In the 1830's and 1840's,  historian W.R. Holloway (1870:54) remembered that horse races were held on "the portion of what is now West street, lying north of the `mill race,’ and extending to the Michigan road (Indiana avenue)."  Holloway (1870:104) noted that when the City Hospital was built in 1859, where Indiana Avenue crosses Fall Creek, there "was a vast, open, empty common between this location and the city, now almost entirely built up."  Despite hosting some of the city’s first settlers, this northwestern portion of the city had become undesirable because of constant flooding and health problems.  Fall Creek fanned southward from a location near 10th Street and Indiana Avenue into a number of ill-defined tributaries; subsequent roadways were laid along the same angles as these creeks, including examples such as Beauty Street, which still meanders at an odd angle across E-lot.

courtesy IUPUI University Library Special Collections and Archives

This picture was taken on the current Medical Campus during the initial construction of Riley Hospital in 1922:  the foundations in the upper left are the beginnings of Riley Hospital, whose construction began in September 1922.  In the foreground--opposite the neighbors'  cabbage patch--sat North Street, with houses on Barnhill Street just to the east (right) (picture courtesy Glenn Irwin, from IUPUI University Library Special Collections and Archives).

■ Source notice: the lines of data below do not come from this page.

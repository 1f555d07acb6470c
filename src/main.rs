use std::error::Error;
use std::io::{self, Write};
use std::path::PathBuf;

use clap::Parser;

use descent_sim::config::{load_scenario, LoadedMission, Scenario};
use descent_sim::dynamics::StateLayout;
use descent_sim::io::{csv, json, table};
use descent_sim::physics::units::mph_to_fps;
use descent_sim::physics::Environment;
use descent_sim::sim::{check_sections, simulate, velocity_for_energy, EventKind, RunResult};
use descent_sim::vehicle::{presets, Mission, ParachuteCatalog};

#[derive(Parser)]
#[command(name = "descent-sim")]
#[command(version)]
#[command(about = "Multi-phase parachute descent simulator", long_about = None)]
struct Cli {
    /// YAML scenario files (the rocket and payload presets run when none are given)
    scenarios: Vec<PathBuf>,

    /// Directory for per-mission trajectory CSV files
    #[arg(long)]
    csv: Option<PathBuf>,

    /// Directory for per-mission JSON summaries
    #[arg(long)]
    json: Option<PathBuf>,

    /// Also run the rocket preset in a log-profile wind of this speed (mph)
    #[arg(long)]
    wind_mph: Option<f64>,
}

fn main() -> Result<(), Box<dyn Error>> {
    let cli = Cli::parse();

    let scenarios = if cli.scenarios.is_empty() {
        preset_scenarios(cli.wind_mph)?
    } else {
        cli.scenarios
            .iter()
            .map(load_scenario)
            .collect::<Result<Vec<_>, _>>()?
    };

    for dir in [&cli.csv, &cli.json].into_iter().flatten() {
        std::fs::create_dir_all(dir)?;
    }

    println!();
    println!("====================================================================");
    println!("  PARACHUTE DESCENT SIMULATION");
    println!("====================================================================");

    let mut rows = Vec::with_capacity(scenarios.len());
    for scenario in &scenarios {
        let row = match &scenario.mission {
            LoadedMission::Vertical(m) => run_mission(m, &scenario.sections, &cli)?,
            LoadedMission::WindCoupled(m) => run_mission(m, &scenario.sections, &cli)?,
        };
        rows.push(row);
    }

    let stdout = io::stdout();
    let mut out = stdout.lock();
    writeln!(out)?;
    table::write_drift_table(&mut out, &rows)?;
    writeln!(out)?;
    table::write_velocity_table(&mut out, &rows)?;
    writeln!(out)?;
    table::write_time_table(&mut out, &rows)?;
    writeln!(out, "====================================================================")?;
    writeln!(out)?;

    Ok(())
}

fn preset_scenarios(wind_mph: Option<f64>) -> Result<Vec<Scenario>, Box<dyn Error>> {
    let catalog = ParachuteCatalog::standard(&Environment::default())?;
    let mut scenarios = vec![
        Scenario {
            mission: LoadedMission::Vertical(presets::rocket(&catalog)?),
            sections: presets::rocket_sections(),
        },
        Scenario {
            mission: LoadedMission::Vertical(presets::payload(&catalog)?),
            sections: presets::payload_sections(),
        },
    ];
    if let Some(mph) = wind_mph {
        scenarios.push(Scenario {
            mission: LoadedMission::WindCoupled(presets::rocket_in_wind(&catalog, mph_to_fps(mph))?),
            sections: presets::rocket_sections(),
        });
    }
    Ok(scenarios)
}

fn run_mission<L: StateLayout<N>, const N: usize>(
    mission: &Mission<L, N>,
    sections: &[(String, f64)],
    cli: &Cli,
) -> Result<table::DescentRow, Box<dyn Error>> {
    let result = simulate(mission)?;
    let limits = mission.limits();

    println!();
    println!("  {} ({} model)", mission.name(), L::NAME);
    println!("  ──────────────────────────────────────────────────────────────────");
    println!("  Time of descent:            {:>8.2} s", result.total_time);
    println!("  Velocity of final descent:  {:>8.2} ft/s", result.summary.impact_velocity.abs());
    println!(
        "  Kinetic energy on touchdown:{:>8.2} ft lbs",
        result.summary.impact_kinetic_energy
    );
    println!("  Drift ({:?}):{:>17.2} ft", result.summary.drift_source, result.summary.drift);
    for (name, mass) in sections {
        println!(
            "  Velocity limit for {:<8} {:>8.2} ft/s",
            name,
            velocity_for_energy(limits.max_kinetic_energy, *mass)
        );
    }

    let mut events = result.events.clone();
    let masses: Vec<f64> = sections.iter().map(|(_, m)| *m).collect();
    events.extend(check_sections(&result, &masses, limits));
    for event in &events {
        match &event.kind {
            EventKind::PhaseSkipped { phase } => println!(
                "  SKIPPED   phase {} ('{}') never ran",
                phase + 1,
                result.phases[*phase].name
            ),
            EventKind::TimeLimitExceeded { altitude } => println!(
                "  *** Altitude where max time is exceeded: {:.2} ft (t={:.2} s) ***",
                altitude, event.time
            ),
            EventKind::KineticEnergyExceeded { section, excess, .. } => {
                let label = section
                    .and_then(|s| sections.get(s))
                    .map_or("Kinetic energy", |(name, _)| name.as_str());
                println!("  *** {} exceeded by: {:.2} ft lbs ***", label, excess);
            }
            EventKind::PhaseComplete { .. } | EventKind::Landing => {}
        }
    }

    println!();
    table::write_energy_table(&mut io::stdout().lock(), mission.name(), &result, sections)?;

    export(mission.name(), &L::column_names(), &result, sections, cli)?;
    Ok(table::DescentRow::from_result(mission.name(), &result))
}

fn export<const N: usize>(
    name: &str,
    columns: &[&str; N],
    result: &RunResult<N>,
    sections: &[(String, f64)],
    cli: &Cli,
) -> io::Result<()> {
    let stem = file_stem(name);
    if let Some(dir) = &cli.csv {
        let path = dir.join(format!("{}.csv", stem));
        csv::write_trajectory_file(&path, columns, result)?;
        println!("  Trajectory written to {}", path.display());
    }
    if let Some(dir) = &cli.json {
        let path = dir.join(format!("{}.json", stem));
        json::write_summary_file(&path, result, sections)?;
        println!("  Summary written to {}", path.display());
    }
    Ok(())
}

fn file_stem(name: &str) -> String {
    let stem: String = name
        .chars()
        .map(|c| if c.is_ascii_alphanumeric() { c.to_ascii_lowercase() } else { '_' })
        .collect();
    if stem.is_empty() {
        "mission".into()
    } else {
        stem
    }
}
use std::collections::BTreeMap;

use crate::error::SimError;
use crate::physics::units::{inches_to_feet, lb_to_slugs};
use crate::physics::{DragBody, Environment};

/// Settled descent rate of the vendor drop tests the main canopies are rated at, ft/s.
const RATED_DESCENT_RATE: f64 = 17.0;

/// Immutable lookup table of named drag bodies.
///
/// Build one with [`ParachuteCatalog::builder`] (or start from [`ParachuteCatalog::standard`])
/// and hand it to whatever assembles missions; nothing mutates it afterwards.
#[derive(Debug, Clone, Default, PartialEq)]
pub struct ParachuteCatalog {
    entries: BTreeMap<String, DragBody>,
}

impl ParachuteCatalog {
    pub fn builder() -> ParachuteCatalogBuilder {
        ParachuteCatalogBuilder { entries: BTreeMap::new() }
    }

    /// Drogues, mains, and the payload free-fall body used by the club's recovery setups.
    pub fn standard(env: &Environment) -> Result<Self, SimError> {
        let rated = |cd: f64, lb: f64| {
            DragBody::from_test_descent(cd, RATED_DESCENT_RATE, lb_to_slugs(lb), env)
        };

        Ok(Self::builder()
            .insert("24", DragBody::circular(0.75, inches_to_feet(24.0))?)
            .insert("36", DragBody::circular(0.75, inches_to_feet(36.0))?)
            .insert("freefall", DragBody::circular(4.0, inches_to_feet(7.5))?)
            .insert("classicII 44", rated(1.87, 4.4)?)
            .insert("certL", rated(1.26, 16.2)?)
            .insert("certXL", rated(2.59, 32.6)?)
            .insert("certXXL", rated(2.92, 60.0)?)
            .insert("58", DragBody::circular(1.75, inches_to_feet(58.0))?)
            .build())
    }

    pub fn get(&self, name: &str) -> Option<&DragBody> {
        self.entries.get(name)
    }

    pub fn require(&self, name: &str) -> Result<DragBody, SimError> {
        self.get(name).copied().ok_or_else(|| {
            SimError::config(format!(
                "unknown parachute '{}' (known: {})",
                name,
                self.names().collect::<Vec<_>>().join(", ")
            ))
        })
    }

    pub fn names(&self) -> impl Iterator<Item = &str> {
        self.entries.keys().map(String::as_str)
    }

    pub fn len(&self) -> usize {
        self.entries.len()
    }

    pub fn is_empty(&self) -> bool {
        self.entries.is_empty()
    }

    /// New catalog with extra entries layered over this one (same names are replaced).
    pub fn extended(&self, extra: impl IntoIterator<Item = (String, DragBody)>) -> Self {
        let mut entries = self.entries.clone();
        entries.extend(extra);
        Self { entries }
    }
}

pub struct ParachuteCatalogBuilder {
    entries: BTreeMap<String, DragBody>,
}

impl ParachuteCatalogBuilder {
    pub fn insert(mut self, name: impl Into<String>, body: DragBody) -> Self {
        self.entries.insert(name.into(), body);
        self
    }

    pub fn build(self) -> ParachuteCatalog {
        ParachuteCatalog { entries: self.entries }
    }
}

In the early twentieth century, roughly 75 storefront businesses were located on campus, including scores of groceries on nearly every corner.  In 1914, 50 grocery stores alone occupied almost every corner of campus.  A couple open-air theaters eventually followed by nickelodeons made their home on campus, a School of Elocution was located on the north side of New York Street just south of the University Library, and Casper Maus' brewery sat at the northwest corner of New York and Agnes (now University Boulevard), which is now a parking lot.  Several large industries were located along the White River, just south of where the Natatorium stands today, including the Indianapolis Bleaching Works and the Acme Evans Flour Mill.  Nearby sat Kingan and Company, one of the world's largest pork packing plants.  Many campus residents in the neighborhoods now under the Indianapolis Tennis Center worked at Kingan's, especially Irish immigrants who often were attracted to Indianapolis by Kingan's advertising in Ireland.  Kingan's also contributed to the distinctive industrial scent that hung over turn-of-the-century Indianapolis:  on a warm summer morning a breeze would waft the unpleasant odor of Kingan's and neighboring industries over campus.

The survey research is contributing to a rich history of the many businesses that once occupied the IUPUI.  The Indianapolis Casket Company, for instance, sat on North Street from 1910 until the building was purchased by the Indiana University Foundation in 1984 and demolished a year later.  The future casket company structure was built between 1887 and 1898, when it first appears in the city directory as the home of Thomas Potter and Son's hat store.  Potter and his son remained on North Street until 1909; Thomas Potter Sr. died in 1910 and the son moved the firm to West Maryland Street.  In 1910 the casket company had incorporated and moved from their East Ohio Street location to North Street.    In November 1984 the I.U. Foundation purchased the property; today the space is home to parking lot 73 east of Mary Cable and south of Sigma Theta Tau. Indianapolis Casket Company Post card, circa 1912

casketsanborn14.gif (23481 bytes)

Top: A circa 1912 postcard image of the Indianapolis Casket Company highlighted its North Street home and its former home in Shelbyville (collection of the author)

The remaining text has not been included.